**EXERCISE**
Transcribe the data exactly, stopping after the "assert_eq!(tokens[2].kind, TokenKind::Keyword);" line.

**SUPPLIED ENTRIES**
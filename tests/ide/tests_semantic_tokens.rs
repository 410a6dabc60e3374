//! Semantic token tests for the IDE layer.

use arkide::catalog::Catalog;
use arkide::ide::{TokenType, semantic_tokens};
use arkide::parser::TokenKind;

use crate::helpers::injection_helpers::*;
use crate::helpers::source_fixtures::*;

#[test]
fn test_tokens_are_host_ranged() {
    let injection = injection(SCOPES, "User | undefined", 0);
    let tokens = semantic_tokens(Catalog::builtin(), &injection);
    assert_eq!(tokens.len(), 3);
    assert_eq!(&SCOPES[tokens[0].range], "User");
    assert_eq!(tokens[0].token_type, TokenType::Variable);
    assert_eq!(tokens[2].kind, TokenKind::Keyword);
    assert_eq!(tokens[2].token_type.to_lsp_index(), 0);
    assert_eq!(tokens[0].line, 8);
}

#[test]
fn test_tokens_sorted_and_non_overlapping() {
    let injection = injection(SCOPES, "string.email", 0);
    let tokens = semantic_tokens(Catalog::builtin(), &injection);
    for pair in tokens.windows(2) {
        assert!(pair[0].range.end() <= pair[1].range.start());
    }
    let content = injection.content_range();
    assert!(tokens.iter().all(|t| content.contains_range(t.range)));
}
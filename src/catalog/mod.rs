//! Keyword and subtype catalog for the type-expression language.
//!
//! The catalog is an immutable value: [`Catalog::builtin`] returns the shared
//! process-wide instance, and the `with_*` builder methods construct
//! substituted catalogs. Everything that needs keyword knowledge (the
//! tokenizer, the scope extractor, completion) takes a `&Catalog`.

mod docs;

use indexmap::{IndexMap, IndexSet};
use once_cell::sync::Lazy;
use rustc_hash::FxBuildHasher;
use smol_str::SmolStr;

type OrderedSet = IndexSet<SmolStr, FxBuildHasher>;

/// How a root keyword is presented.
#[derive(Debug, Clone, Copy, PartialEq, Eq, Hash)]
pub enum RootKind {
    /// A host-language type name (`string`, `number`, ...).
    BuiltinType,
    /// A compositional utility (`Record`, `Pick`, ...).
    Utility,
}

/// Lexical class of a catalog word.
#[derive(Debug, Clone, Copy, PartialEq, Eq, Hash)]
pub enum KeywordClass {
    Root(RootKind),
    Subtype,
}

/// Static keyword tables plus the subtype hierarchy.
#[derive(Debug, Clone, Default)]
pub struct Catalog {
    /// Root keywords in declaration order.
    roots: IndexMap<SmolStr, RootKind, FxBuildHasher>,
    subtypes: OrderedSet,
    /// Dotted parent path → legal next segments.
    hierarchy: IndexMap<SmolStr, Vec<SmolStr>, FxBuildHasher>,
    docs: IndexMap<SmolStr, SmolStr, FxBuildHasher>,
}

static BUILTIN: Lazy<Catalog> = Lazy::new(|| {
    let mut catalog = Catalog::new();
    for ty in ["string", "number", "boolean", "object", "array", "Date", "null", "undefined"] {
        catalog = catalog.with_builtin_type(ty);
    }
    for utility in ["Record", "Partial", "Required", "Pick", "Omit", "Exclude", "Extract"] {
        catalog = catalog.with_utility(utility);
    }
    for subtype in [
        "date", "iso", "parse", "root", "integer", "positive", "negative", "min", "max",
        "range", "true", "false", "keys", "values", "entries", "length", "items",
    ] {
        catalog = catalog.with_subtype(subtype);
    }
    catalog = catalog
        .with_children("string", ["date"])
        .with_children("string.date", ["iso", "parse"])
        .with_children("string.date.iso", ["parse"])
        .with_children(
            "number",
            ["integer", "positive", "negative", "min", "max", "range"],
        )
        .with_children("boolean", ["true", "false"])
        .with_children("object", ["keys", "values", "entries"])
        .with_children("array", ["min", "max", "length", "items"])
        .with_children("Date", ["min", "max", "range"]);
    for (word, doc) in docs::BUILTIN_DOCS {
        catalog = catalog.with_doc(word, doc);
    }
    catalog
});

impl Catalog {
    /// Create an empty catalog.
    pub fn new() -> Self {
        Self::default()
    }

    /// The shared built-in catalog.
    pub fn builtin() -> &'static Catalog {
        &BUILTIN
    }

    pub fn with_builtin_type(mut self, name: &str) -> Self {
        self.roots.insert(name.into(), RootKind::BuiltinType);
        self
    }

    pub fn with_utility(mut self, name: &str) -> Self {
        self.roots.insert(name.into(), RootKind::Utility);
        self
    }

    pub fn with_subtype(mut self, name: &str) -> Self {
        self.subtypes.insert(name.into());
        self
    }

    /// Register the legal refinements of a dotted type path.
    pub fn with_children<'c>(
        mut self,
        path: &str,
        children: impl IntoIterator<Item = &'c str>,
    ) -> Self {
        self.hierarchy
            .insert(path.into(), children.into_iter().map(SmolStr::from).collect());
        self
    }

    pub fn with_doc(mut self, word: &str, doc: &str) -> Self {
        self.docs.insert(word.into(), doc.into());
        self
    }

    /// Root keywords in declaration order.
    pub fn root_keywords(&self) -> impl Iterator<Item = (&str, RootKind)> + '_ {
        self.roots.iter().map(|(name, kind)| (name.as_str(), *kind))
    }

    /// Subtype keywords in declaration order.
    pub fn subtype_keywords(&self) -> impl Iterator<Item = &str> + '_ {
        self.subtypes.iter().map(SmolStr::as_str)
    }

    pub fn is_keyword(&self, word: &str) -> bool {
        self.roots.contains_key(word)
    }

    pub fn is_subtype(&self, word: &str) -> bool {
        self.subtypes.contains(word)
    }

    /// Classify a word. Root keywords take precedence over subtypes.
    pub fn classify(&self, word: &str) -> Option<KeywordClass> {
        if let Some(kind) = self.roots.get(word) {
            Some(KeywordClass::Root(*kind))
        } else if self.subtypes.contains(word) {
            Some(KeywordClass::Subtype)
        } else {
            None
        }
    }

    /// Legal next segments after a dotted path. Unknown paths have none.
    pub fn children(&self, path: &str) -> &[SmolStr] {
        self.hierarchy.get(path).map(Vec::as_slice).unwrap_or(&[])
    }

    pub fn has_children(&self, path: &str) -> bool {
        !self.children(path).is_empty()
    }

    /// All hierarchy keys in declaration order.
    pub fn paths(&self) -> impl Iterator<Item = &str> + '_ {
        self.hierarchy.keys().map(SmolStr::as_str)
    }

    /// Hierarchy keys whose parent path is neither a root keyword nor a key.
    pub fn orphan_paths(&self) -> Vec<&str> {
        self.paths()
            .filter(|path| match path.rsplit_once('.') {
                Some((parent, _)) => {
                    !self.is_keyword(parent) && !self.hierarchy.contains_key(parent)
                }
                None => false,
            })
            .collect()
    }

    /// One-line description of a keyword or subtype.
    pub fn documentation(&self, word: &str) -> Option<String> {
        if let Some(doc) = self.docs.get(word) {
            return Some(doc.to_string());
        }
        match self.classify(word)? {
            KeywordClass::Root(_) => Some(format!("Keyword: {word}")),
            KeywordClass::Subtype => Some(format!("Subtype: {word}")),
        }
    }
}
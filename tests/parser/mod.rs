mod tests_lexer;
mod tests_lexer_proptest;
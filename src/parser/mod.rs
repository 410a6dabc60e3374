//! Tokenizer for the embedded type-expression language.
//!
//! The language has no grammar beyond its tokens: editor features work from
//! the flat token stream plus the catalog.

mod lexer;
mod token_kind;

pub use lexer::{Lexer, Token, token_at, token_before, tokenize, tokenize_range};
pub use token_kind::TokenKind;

**YOUR SOLUTION**
filename tests/ide/tests_semantic_tokens.rs
repository 410a6dabc60e3374
//! Semantic token tests for the IDE layer.

use arkide::catalog::Catalog;
use arkide::ide::{TokenType, semantic_tokens};
use arkide::parser::TokenKind;

use crate::helpers::injection_helpers::*;
use crate::helpers::source_fixtures::*;

#[test]
fn test_tokens_are_host_ranged() {
    let injection = injection(SCOPES, "User | undefined", 0);
    let tokens = semantic_tokens(Catalog::builtin(), &injection);
    assert_eq!(tokens.len(), 3);
    assert_eq!(&SCOPES[tokens[0].range], "User");
    assert_eq!(tokens[0].token_type, TokenType::Variable);
    assert_eq!(tokens[2].kind, TokenKind::Keyword);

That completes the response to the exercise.